Sabah 07...
Tak tak, küt küt diye bir ses etrafı inletiyordu...
Bir makinadan geldiğini sandığım bu sesin taşkırma makinasınden ve yine yaptığım araştırmada o sabah, o takurtuyu meğer 4 mahalle ileride eski apartman betonunu kıran makinadan geliyormuş.
Hemde Cuma-Cumartesi-Pazar sabahlarında!
Çevredeki apartmanlarda oturanlardan hiç bir şakiyet duydun mu derseniz; ben duymadım!
Ama Belediye'ye, Kaymakamlığa, Polise bu sesten dolayı şikayetler gitti ise onu da bilemiyorum.
Makina rahatlıkla bir hafta çalıştı. İşte onu iyi bilmiyorum.

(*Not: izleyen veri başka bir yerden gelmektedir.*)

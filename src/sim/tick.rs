//! Per-tick orchestration
//!
//! Phase functions advance the game in a fixed order each frame. The
//! app loop draws and presents between `spawn_targets` and
//! `step_after_draw`; `advance` bundles the whole simulation side for
//! headless runs and tests.

use glam::Vec2;
use rand::Rng;

use crate::consts::{AIRSHIP_WEIGHT, MAX_TARGETS};
use crate::input::InputEvent;

use super::gun::Gun;
use super::state::GameState;
use super::vehicle::{Vehicle, VehicleKind};

/// One simulation tick: everything except drawing, in frame order.
pub fn advance(state: &mut GameState, events: &[InputEvent]) {
    if state.finished {
        return;
    }
    spawn_targets(state);
    step_after_draw(state, events);
}

/// The phases that run after the frame has been drawn: input, movement,
/// AI, collisions, cleanup and the control check.
pub fn step_after_draw(state: &mut GameState, events: &[InputEvent]) {
    process_input(state, events);
    move_entities(state);
    run_target_ai(state);
    resolve_collisions(state);
    remove_dead_vehicles(state);
    age_particles(state);
    check_tanks(state);
    state.time_ticks += 1;
}

/// Maybe spawn one new target, capped at four concurrent. Airships are
/// the rare draw; balloons the common one.
pub fn spawn_targets(state: &mut GameState) {
    if state.targets.len() >= MAX_TARGETS {
        return;
    }
    if state.rng.random::<f64>() >= state.config.rare_event_chance() {
        return;
    }
    let id = state.next_entity_id();
    let target = if state.rng.random::<f32>() < AIRSHIP_WEIGHT {
        Vehicle::airship(id, &state.config, &mut state.rng)
    } else {
        Vehicle::air_balloon(id, &state.config, &mut state.rng)
    };
    log::debug!("spawned {:?} #{} at {}", target.kind, target.id, target.pos);
    state.targets.push(target);
}

/// Drain this tick's input events, then charge the armed gun once.
pub fn process_input(state: &mut GameState, events: &[InputEvent]) {
    for event in events {
        match *event {
            InputEvent::Quit => state.finished = true,
            InputEvent::KeyDown(key) if key == state.config.tank_switch => {
                // Only meaningful while both tanks are in the fight
                if state.tanks.len() == 2 {
                    state.tanks[state.tank_under_control].vel = Vec2::ZERO;
                    state.tank_under_control = 1 - state.tank_under_control;
                }
            }
            InputEvent::KeyDown(key) if key == state.config.gun_switch => {
                let slot = state.tank_under_control;
                let mount = GameState::mount_of(&state.tanks[slot]);
                let kind = state.guns[slot].kind.switched();
                state.guns[slot] = Gun::new(kind, mount);
            }
            InputEvent::PointerMoved(pointer) => {
                state.guns[state.tank_under_control].aim_at(pointer)
            }
            InputEvent::PointerDown => state.guns[state.tank_under_control].arm(),
            InputEvent::PointerUp => {
                let count = state.guns[state.tank_under_control].kind.shot_count();
                let base = state.reserve_entity_ids(count);
                let shots = state.guns[state.tank_under_control].fire(base);
                state.projectiles.extend(shots);
            }
            _ => {}
        }
        // Movement keys reach only the controlled tank
        state.tanks[state.tank_under_control].control(event);
    }
    state.guns[state.tank_under_control].power_up();
}

/// Integrate motion and keep the controlled gun on its mount.
pub fn move_entities(state: &mut GameState) {
    for tank in &mut state.tanks {
        tank.advance();
    }
    for target in &mut state.targets {
        target.advance();
    }
    for projectile in &mut state.projectiles {
        projectile.advance(state.config.gravity);
    }
    let mount = GameState::mount_of(&state.tanks[state.tank_under_control]);
    state.guns[state.tank_under_control].move_to(mount);
}

/// Each airship rolls its bomb-drop chance.
pub fn run_target_ai(state: &mut GameState) {
    let chance = state.config.rare_event_chance();
    let mut droppers = Vec::new();
    for (index, target) in state.targets.iter().enumerate() {
        if target.kind == VehicleKind::Airship && state.rng.random::<f64>() < chance {
            droppers.push(index);
        }
    }
    for index in droppers {
        let id = state.next_entity_id();
        let bomb = state.targets[index].drop_bomb(id);
        log::debug!("airship #{} dropped bomb #{}", state.targets[index].id, bomb.id);
        state.projectiles.push(bomb);
    }
}

/// Projectile hits: the first vehicle hit takes the damage and ends the
/// projectile; otherwise ground and screen-edge exits apply. Removal is
/// id-keyed, so an id that is already gone is a no-op.
pub fn resolve_collisions(state: &mut GameState) {
    let GameState {
        projectiles,
        targets,
        tanks,
        particles,
        config,
        ..
    } = state;

    let mut spent: Vec<u32> = Vec::new();
    for projectile in projectiles.iter() {
        let victim = targets
            .iter_mut()
            .chain(tanks.iter_mut())
            .find(|vehicle| projectile.hits_vehicle(vehicle));
        if let Some(vehicle) = victim {
            vehicle.take_damage(projectile.damage());
            spent.push(projectile.id);
            continue;
        }
        if projectile.hit_ground(config) {
            if let Some(explosion) = projectile.ground_explosion(config) {
                particles.push(explosion);
            }
            spent.push(projectile.id);
            continue;
        }
        if projectile.off_screen(config) {
            spent.push(projectile.id);
        }
    }

    projectiles.retain(|projectile| !spent.contains(&projectile.id));
}

/// Dead vehicles explode and credit the controlling player; a dead tank
/// takes its gun with it.
pub fn remove_dead_vehicles(state: &mut GameState) {
    let lifetime = state.config.particle_lifetime();
    let slot = state.tank_under_control;

    let GameState {
        targets,
        tanks,
        guns,
        particles,
        scores,
        ..
    } = state;

    targets.retain(|target| {
        if target.is_dead() {
            log::info!(
                "{:?} #{} destroyed, +{} exp to player {}",
                target.kind,
                target.id,
                target.exp_points,
                slot + 1
            );
            particles.push(target.death_particle(lifetime));
            scores[slot] += target.exp_points;
            false
        } else {
            true
        }
    });

    let mut index = 0;
    while index < tanks.len() {
        if tanks[index].is_dead() {
            let tank = tanks.remove(index);
            guns.remove(index);
            log::info!("tank #{} destroyed, +{} exp to player {}", tank.id, tank.exp_points, slot + 1);
            particles.push(tank.death_particle(lifetime));
            scores[slot] += tank.exp_points;
        } else {
            index += 1;
        }
    }
}

/// Age particles and drop the expired ones.
pub fn age_particles(state: &mut GameState) {
    for particle in &mut state.particles {
        particle.age_tick();
    }
    state.particles.retain(|particle| !particle.is_expired());
}

/// A lone tank is always the controlled one; no tanks ends the game.
pub fn check_tanks(state: &mut GameState) {
    match state.tanks.len() {
        1 => state.tank_under_control = 0,
        0 => {
            if !state.finished {
                log::info!("game over, scores {:?}", state.scores);
            }
            state.finished = true;
        }
        _ => {}
    }
}

#[cfg(test)]
mod tests {
    use super::*;
    use crate::config::GameConfig;
    use crate::consts::{FIRE_POWER_MIN, TANK_SPEED};
    use crate::input::Key;
    use crate::sim::gun::GunKind;
    use crate::sim::projectile::{Projectile, ProjectileKind};

    fn state() -> GameState {
        GameState::new(GameConfig::default(), 123)
    }

    fn balloon_at(state: &mut GameState, pos: Vec2) {
        let id = state.next_entity_id();
        state.targets.push(Vehicle {
            id,
            kind: VehicleKind::AirBalloon,
            pos,
            vel: Vec2::ZERO,
            size: Vec2::new(90.0, 120.0),
            hit_points: 1,
            exp_points: 1,
        });
    }

    #[test]
    fn tank_switch_zeroes_velocity_and_toggles() {
        let mut game = state();
        process_input(&mut game, &[InputEvent::KeyDown(Key::D)]);
        assert_eq!(game.tanks[0].vel.x, TANK_SPEED);

        process_input(&mut game, &[InputEvent::KeyDown(Key::Space)]);
        assert_eq!(game.tank_under_control, 1);
        assert_eq!(game.tanks[0].vel, Vec2::ZERO);

        process_input(&mut game, &[InputEvent::KeyDown(Key::Space)]);
        assert_eq!(game.tank_under_control, 0);
    }

    #[test]
    fn tank_switch_needs_both_tanks() {
        let mut game = state();
        game.tanks.pop();
        game.guns.pop();
        process_input(&mut game, &[InputEvent::KeyDown(Key::Space)]);
        assert_eq!(game.tank_under_control, 0);
    }

    #[test]
    fn quit_event_finishes_the_game() {
        let mut game = state();
        process_input(&mut game, &[InputEvent::Quit]);
        assert!(game.finished);
    }

    #[test]
    fn gun_switch_rebuilds_at_the_controlled_mount() {
        let mut game = state();
        game.tanks[0].pos.x = 555.0;
        game.guns[0].angle = -1.2;
        game.guns[0].fire_power = 30.0;

        process_input(&mut game, &[InputEvent::KeyDown(Key::Shift)]);
        let gun = &game.guns[0];
        assert_eq!(gun.kind, GunKind::Shotgun);
        assert_eq!(gun.pos, GameState::mount_of(&game.tanks[0]));
        assert_eq!(gun.fire_power, FIRE_POWER_MIN);
        assert!(!gun.armed);

        process_input(&mut game, &[InputEvent::KeyDown(Key::Shift)]);
        assert_eq!(game.guns[0].kind, GunKind::Artillery);
    }

    #[test]
    fn trigger_hold_charges_then_release_fires() {
        let mut game = state();
        process_input(&mut game, &[InputEvent::PointerDown]);
        assert!(game.guns[0].armed);
        assert_eq!(game.guns[0].fire_power, FIRE_POWER_MIN + 1.0);

        process_input(&mut game, &[]);
        assert_eq!(game.guns[0].fire_power, FIRE_POWER_MIN + 2.0);

        process_input(&mut game, &[InputEvent::PointerUp]);
        assert_eq!(game.projectiles.len(), 1);
        assert_eq!(game.projectiles[0].kind, ProjectileKind::Shell);
        // Fired with the power held at release time
        assert!((game.projectiles[0].vel.length() - (FIRE_POWER_MIN + 2.0)).abs() < 1e-3);
        assert_eq!(game.guns[0].fire_power, FIRE_POWER_MIN);
        assert!(!game.guns[0].armed);
    }

    #[test]
    fn movement_and_gun_follow() {
        let mut game = state();
        process_input(&mut game, &[InputEvent::KeyDown(Key::D)]);
        let before = game.tanks[0].pos;
        move_entities(&mut game);
        assert_eq!(game.tanks[0].pos, before + Vec2::new(TANK_SPEED, 0.0));
        assert_eq!(game.guns[0].pos, GameState::mount_of(&game.tanks[0]));
    }

    #[test]
    fn first_victim_takes_the_whole_hit() {
        let mut game = state();
        balloon_at(&mut game, Vec2::new(500.0, 500.0));
        balloon_at(&mut game, Vec2::new(500.0, 500.0));
        let id = game.next_entity_id();
        game.projectiles.push(Projectile::new(
            id,
            ProjectileKind::Shell,
            Vec2::new(500.0, 500.0),
            Vec2::ZERO,
        ));

        resolve_collisions(&mut game);
        assert!(game.projectiles.is_empty());
        assert!(game.targets[0].is_dead());
        assert_eq!(game.targets[1].hit_points, 1, "second balloon untouched");
    }

    #[test]
    fn kills_credit_the_controlling_player() {
        let mut game = state();
        balloon_at(&mut game, Vec2::new(500.0, 500.0));
        game.targets[0].hit_points = -1;

        remove_dead_vehicles(&mut game);
        assert!(game.targets.is_empty());
        assert_eq!(game.scores, [1, 0]);
        assert_eq!(game.particles.len(), 1);
    }

    #[test]
    fn ground_hit_explodes_shells_but_not_shrapnel() {
        let mut game = state();
        let deep = Vec2::new(600.0, game.config.ground_level() + 50.0);
        let id = game.next_entity_id();
        game.projectiles
            .push(Projectile::new(id, ProjectileKind::Shell, deep, Vec2::ZERO));
        let id = game.next_entity_id();
        game.projectiles
            .push(Projectile::new(id, ProjectileKind::Shrapnel, deep, Vec2::ZERO));

        resolve_collisions(&mut game);
        assert!(game.projectiles.is_empty());
        assert_eq!(game.particles.len(), 1);
    }

    #[test]
    fn off_screen_projectiles_vanish_quietly() {
        let mut game = state();
        let id = game.next_entity_id();
        game.projectiles.push(Projectile::new(
            id,
            ProjectileKind::Shell,
            Vec2::new(-100.0, 300.0),
            Vec2::ZERO,
        ));
        resolve_collisions(&mut game);
        assert!(game.projectiles.is_empty());
        assert!(game.particles.is_empty());
    }

    #[test]
    fn dead_tank_takes_its_gun_and_control_falls_back() {
        let mut game = state();
        game.tank_under_control = 1;
        game.tanks[1].hit_points = -1;

        remove_dead_vehicles(&mut game);
        check_tanks(&mut game);

        assert_eq!(game.tanks.len(), 1);
        assert_eq!(game.guns.len(), 1);
        assert_eq!(game.guns[0].kind, GunKind::Artillery, "survivor keeps their own gun");
        assert_eq!(game.scores[1], 10);
        assert_eq!(game.tank_under_control, 0);
        assert!(!game.finished);
    }

    #[test]
    fn no_tanks_ends_the_game() {
        let mut game = state();
        for tank in &mut game.tanks {
            tank.hit_points = -1;
        }
        remove_dead_vehicles(&mut game);
        check_tanks(&mut game);
        assert!(game.finished);
    }

    #[test]
    fn particles_expire_after_their_lifetime() {
        let mut game = state();
        game.particles.push(crate::sim::Particle::new(
            Vec2::ZERO,
            Vec2::splat(10.0),
            crate::assets::Sprite::AirExplosion,
            1,
        ));
        age_particles(&mut game);
        assert_eq!(game.particles.len(), 1);
        age_particles(&mut game);
        assert!(game.particles.is_empty());
    }

    #[test]
    fn spawning_respects_the_target_cap() {
        let mut game = state();
        for _ in 0..MAX_TARGETS {
            balloon_at(&mut game, Vec2::new(500.0, 500.0));
        }
        for _ in 0..2000 {
            spawn_targets(&mut game);
        }
        assert_eq!(game.targets.len(), MAX_TARGETS);
    }

    #[test]
    fn idle_frames_leave_the_duel_standing() {
        let mut game = state();
        for _ in 0..300 {
            advance(&mut game, &[]);
        }
        assert_eq!(game.tanks.len(), 2);
        assert!(!game.finished);
        assert!(game.targets.len() <= MAX_TARGETS);
        assert_eq!(game.time_ticks, 300);
    }

    #[test]
    fn advance_is_inert_once_finished() {
        let mut game = state();
        game.tanks.clear();
        game.guns.clear();
        game.finished = true;
        advance(&mut game, &[InputEvent::PointerDown]);
        assert_eq!(game.time_ticks, 0);
    }
}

Söyleyeceğim şu; siz bunu büyük illerde Almanya-Fransa veya başka ülkelerde yapsanız hem ceza hemde kullandığınız makinaya bile el koyarlar.
Şikayet olmasına da gerek yok!
Elin ülkelerinde insan hakları diye bir kanun var.
Günün belirli saatlerinde çalışır, kimseyi asla üzmez, kimseyide rahatsız edemezsiniz..
Bizde yani Tarsus'ta böyle bir ekip var mı yok mu, etkinliklerin boşluğundan mı yararlandılar, onu da bilemiyorum...
Yoksa sağlam bir yerlerden torpili mi vardı?
İnsan inanın bunları düşünüyor ama çıkar bir yol da bulamıyoruz.
Bu şehirde herkes yaptığı ile mi kalacak diye de üzülüyorum.
Gazeteci yazdığı zaman sizde biliyorsunuz ki, görevini yapıyor.
Yazsanızda yazmasanızda çeşitli yerlerden, haksız yere çamura bulaştıracaklardır.
Bu konuda her kesim ile karşılıklı tartışmaya da hazırım.
Bina yıkıldı, bitti.
On gündür kimseden ses seda çıkmadı diye yazıyı yazdım.